** Opening Given data block **

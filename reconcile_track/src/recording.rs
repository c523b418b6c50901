// Copyright 2026 the Reconcile Authors
// SPDX-License-Identifier: Apache-2.0 OR MIT

//! A transport that records calls instead of sending them.
//!
//! Used by the test suites and demos to assert on dispatched beacons
//! without any wire traffic. Interior mutability is a `RefCell`: dispatch
//! runs on a single event-loop thread by design, so the recorder is not
//! `Sync` and does not try to be.

use alloc::string::{String, ToString};
use alloc::vec::Vec;
use core::cell::RefCell;

use serde_json::Value;

use crate::dispatch::Transport;

/// One captured dispatch.
#[derive(Clone, Debug, PartialEq)]
pub enum TrackedCall {
    /// A pixel-style GET with its full URL (endpoint plus encoded query).
    Get {
        /// Complete request URL.
        url: String,
    },
    /// A POST with its endpoint and JSON body.
    Post {
        /// Request URL.
        url: String,
        /// Structured body as handed to the transport.
        body: Value,
    },
}

/// Capturing [`Transport`] implementation.
#[derive(Debug, Default)]
pub struct RecordingTransport {
    calls: RefCell<Vec<TrackedCall>>,
}

impl RecordingTransport {
    /// Create an empty recorder.
    pub fn new() -> Self {
        Self::default()
    }

    /// Snapshot of all captured calls, in dispatch order.
    pub fn calls(&self) -> Vec<TrackedCall> {
        self.calls.borrow().clone()
    }

    /// Drain and return the captured calls.
    pub fn take(&self) -> Vec<TrackedCall> {
        self.calls.borrow_mut().split_off(0)
    }

    /// Number of captured calls.
    pub fn len(&self) -> usize {
        self.calls.borrow().len()
    }

    /// True if nothing has been dispatched.
    pub fn is_empty(&self) -> bool {
        self.calls.borrow().is_empty()
    }
}

impl Transport for RecordingTransport {
    fn send_get(&self, url: &str) {
        self.calls.borrow_mut().push(TrackedCall::Get {
            url: url.to_string(),
        });
    }

    fn send_post(&self, url: &str, body: &Value) {
        self.calls.borrow_mut().push(TrackedCall::Post {
            url: url.to_string(),
            body: body.clone(),
        });
    }
}

#[cfg(test)]
mod tests {
    use super::*;

    #[test]
    fn take_drains_captured_calls() {
        let transport = RecordingTransport::new();
        transport.send_get("https://confirm.example.com/imp?a=1");
        assert_eq!(transport.len(), 1);

        let taken = transport.take();
        assert_eq!(taken.len(), 1);
        assert!(transport.is_empty());
    }

    #[test]
    fn calls_are_kept_in_dispatch_order() {
        let transport = RecordingTransport::new();
        transport.send_get("https://a.example.com/?n=1");
        transport.send_get("https://a.example.com/?n=2");
        let calls = transport.calls();
        assert!(matches!(&calls[0], TrackedCall::Get { url } if url.ends_with("n=1")));
        assert!(matches!(&calls[1], TrackedCall::Get { url } if url.ends_with("n=2")));
    }
}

** Closing Given data block **

## Task objective
All that should appear in the response is the run of lines from the first line of the entries through the line containing "without any wire", copied exactly.

## Response to this exercise
filename reconcile_track/src/recording.rs
repository c523b418b6c50901
// Copyright 2026 the Reconcile Authors
// SPDX-License-Identifier: Apache-2.0 OR MIT

//! A transport that records calls instead of sending them.
//!
//! Used by the test suites and demos to assert on dispatched beacons
//! without any wire traffic. Interior mutability is a `RefCell`: dispatch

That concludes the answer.